Swiss psycholinguist known for work on inclusive language in French

Pascal Mark Gygax, born in Evilard/Leubringen (Bern), is a Swiss psycholinguist, specializing in inclusive language in French. He is the cofounder and director of the Psycholinguistics and Applied Social Psychology Group at the University of Fribourg.

== Biography ==
Pascal Gygax was born on in Evilard/Leubringen, in the Canton of Bern. He has an older sister. His father is a microtechnology engineer from a family of watchmakers and his mother is English.

He grew up in Biel/Bienne, where he lived until the age of 20. In 1992, he was the Swiss Junior Interclubs Champion in tennis. He also coaches the Swiss wheelchair tennis team.

Gygax studied mathematics for a year at university, after which he studied psychology in England beginning in 1995. He earned a bachelor's degree in psychology in 1998 from the University of Derby, a Master's degree in sports psychology and exercise the following year at the University of Liverpool, and a doctorate degree in experimental psychology under the supervision of Jane Oakhill and Alan Garnham at the University of Sussex in 2002.

Gygax regularly gives interviews with Romandy media about matters of inclusive language.

He is in a relationship with Sandrine Moeschler, the head of mediation of the Cantonal Museum of Fine Arts of Lausanne. They have one daughter, born in 2009. They live in Lausanne.

== Academic background and research ==
In 2002, he returned to Switzerland, where the next year he co-founded and directed the Psycholinguistics and Applied Social Psychology Group in the Department of Psychology at the University of Fribourg.
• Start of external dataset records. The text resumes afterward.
/*
 * This file is part of mailnote
 *
 * Copyright 2020 - Manos Pitsidianakis
 *
 * This program is free software: you can redistribute it and/or modify
 * it under the terms of the GNU Affero General Public License as
 * published by the Free Software Foundation, either version 3 of the
 * License, or (at your option) any later version.
 *
 * This program is distributed in the hope that it will be useful,
 * but WITHOUT ANY WARRANTY; without even the implied warranty of
 * MERCHANTABILITY or FITNESS FOR A PARTICULAR PURPOSE. See the
 * GNU Affero General Public License for more details.
 *
 * You should have received a copy of the GNU Affero General Public License
 * along with this program. If not, see <https://www.gnu.org/licenses/>.
 */

pub use std::path::PathBuf;

pub use clap::{Args, CommandFactory, Parser, Subcommand};
use mailnote::models::NoteableRef;

#[derive(Debug, Parser)]
#[command(
    name = "mnote",
    about = "turn e-mail replies into discussion notes",
    long_about = "Tool for mailnote reply-by-email processing.",
    before_long_help = "GNU Affero version 3 or later <https://www.gnu.org/licenses/>",
    author,
    version
)]
pub struct Opt {
    /// Print logs.
    #[arg(short, long)]
    pub debug: bool,
    /// Configuration file to use.
    #[arg(short, long, value_parser)]
    pub config: Option<PathBuf>,
    #[command(subcommand)]
    pub cmd: Command,
    /// Silence all output.
    #[arg(short, long)]
    pub quiet: bool,
    /// Verbose mode (-v, -vv, -vvv, etc).
    #[arg(short, long, action = clap::ArgAction::Count)]
    pub verbose: u8,
    /// Debug log timestamp (sec, ms, ns, none).
    #[arg(short, long)]
    pub ts: Option<stderrlog::Timestamp>,
}

#[derive(Debug, Subcommand)]
pub enum Command {
    /// Prints a sample config file to STDOUT.
    ///
    /// You can generate a new configuration file by writing the output to a
    /// file, e.g: mnote sample-config > config.toml
    SampleConfig,
    /// Turn the reply read from STDIN into a note.
    ///
    /// Meant to be the target of a mail server's pipe-to-program delivery. If
    /// the reply is rejected the reason is printed and the exit status is
    /// non-zero. Messages that cannot be parsed are saved in the data
    /// directory.
    Receive {
        /// Check the reply and show the note it would create without
        /// uploading or storing anything.
        #[arg(long)]
        dry_run: bool,
    },
    /// Print the notes of a discussion target.
    Notes {
        #[command(subcommand)]
        noteable: NoteableArg,
    },
    /// Print the sent notification with this reply key.
    SentNotification {
        /// Reply key, e.g. the `59d8df8370b7e95c5a49fbf86aeb2c93` in
        /// `reply+59d8df8370b7e95c5a49fbf86aeb2c93@example.com`.
        reply_key: String,
    },
}

/// A discussion target.
#[derive(Debug, Clone, Subcommand)]
pub enum NoteableArg {
    /// An issue.
    Issue {
        /// Issue primary key.
        pk: i64,
    },
    /// A merge request.
    MergeRequest {
        /// Merge request primary key.
        pk: i64,
    },
    /// A commit.
    Commit {
        /// Commit SHA.
        sha: String,
        /// Primary key of the project the commit belongs to.
        #[arg(long)]
        project: i64,
    },
}

impl From<NoteableArg> for NoteableRef {
    fn from(val: NoteableArg) -> Self {
        match val {
            NoteableArg::Issue { pk } => Self::Issue { pk },
            NoteableArg::MergeRequest { pk } => Self::MergeRequest { pk },
            NoteableArg::Commit { sha, project } => Self::Commit { project, sha },
        }
    }
}
/*
 * This file is part of mailnote
 *
 * Copyright 2020 - Manos Pitsidianakis
 *
 * This program is free software: you can redistribute it and/or modify
 * it under the terms of the GNU Affero General Public License as
 * published by the Free Software Foundation, either version 3 of the
 * License, or (at your option) any later version.
 *
 * This program is distributed in the hope that it will be useful,
 * but WITHOUT ANY WARRANTY; without even the implied warranty of
 * MERCHANTABILITY or FITNESS FOR A PARTICULAR PURPOSE. See the
 * GNU Affero General Public License for more details.
 *
 * You should have received a copy of the GNU Affero General Public License
 * along with this program. If not, see <https://www.gnu.org/licenses/>.
 */

//! sqlite3 implementations of the [`stores`](crate::stores) traits.

use rusqlite::types::{FromSql, FromSqlError, FromSqlResult, ToSql, ToSqlOutput, ValueRef};

use crate::{
    errors::*,
    models::*,
    reply_key::ReplyKey,
    stores::{AuthorizationChecker, NoteRepository, NoteableStore, NotificationStore, UserStore},
    Connection,
};

mod accounts;
mod noteables;
mod notes;
mod notifications;
mod projects;

pub use notes::MAX_NOTE_LENGTH;

impl FromSql for Visibility {
    fn column_result(value: ValueRef<'_>) -> FromSqlResult<Self> {
        value
            .as_str()?
            .parse()
            .map_err(|err: Error| FromSqlError::Other(err.to_string().into()))
    }
}

impl ToSql for Visibility {
    fn to_sql(&self) -> rusqlite::Result<ToSqlOutput<'_>> {
        Ok(self.as_str().into())
    }
}

/// Read the `noteable_type`, `project`, `noteable_id` and `commit_id` columns.
fn noteable_ref_from_row(row: &rusqlite::Row<'_>) -> rusqlite::Result<NoteableRef> {
    let kind: String = row.get("noteable_type")?;
    NoteableRef::from_columns(
        &kind,
        row.get("project")?,
        row.get("noteable_id")?,
        row.get("commit_id")?,
    )
    .map_err(|err| {
        rusqlite::Error::FromSqlConversionFailure(
            0,
            rusqlite::types::Type::Text,
            err.to_string().into(),
        )
    })
}

impl NotificationStore for Connection {
    fn sent_notification_by_reply_key(
        &self,
        key: &ReplyKey,
    ) -> Result<Option<DbVal<SentNotification>>> {
        self.sent_notification(key.as_str())
    }
}

impl UserStore for Connection {
    fn user(&self, pk: i64) -> Result<Option<DbVal<User>>> {
        self.user_by_pk(pk)
    }
}

impl AuthorizationChecker for Connection {
    /// Administrators can comment anywhere; anyone can comment on public and
    /// internal projects; private projects require membership.
    fn can_comment_in_project(&self, user: &User, project: i64) -> Result<bool> {
        if user.admin {
            return Ok(true);
        }
        let Some(project) = self.project(project)? else {
            return Ok(false);
        };
        Ok(match project.visibility {
            Visibility::Public | Visibility::Internal => true,
            Visibility::Private => self.is_project_member(project.pk(), user.pk)?,
        })
    }
}

impl NoteableStore for Connection {
    fn noteable(&self, noteable: &NoteableRef) -> Result<Option<Noteable>> {
        self.noteable_by_ref(noteable)
    }
}

impl NoteRepository for Connection {
    fn create_note(&self, note: NewNote) -> Result<DbVal<Note>> {
        self.insert_note(note)
    }
}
He began working on the issue of gender in 2004 with social psychologist Ute Gabriel, specializing in the study of inclusive language in French from the perspective of links between language and thought. He explores how language is an unconscious vector of inequalities from a very early age. His experiments show in particular a cognitive bias in favour of the masculine when interpreting the generic masculine, a bias that contributes to an androcentric view of society.

He obtained about 20 national and international funding sources for his research on gender equality. In 2016, he launched the Fair Language project, aiming to raise funds for continuing research on language's impact on inequalities and the possible interventions to remedy them.

He was also the co-author in 2010 of a study about the lack of impact on young people of warnings against smoking that appear on cigarette packaging.

For his work as a whole, he received the Marcel Benoist Prize 2024, the most prestigious scientific award in Switzerland, considered to be the Swiss Nobel Prize.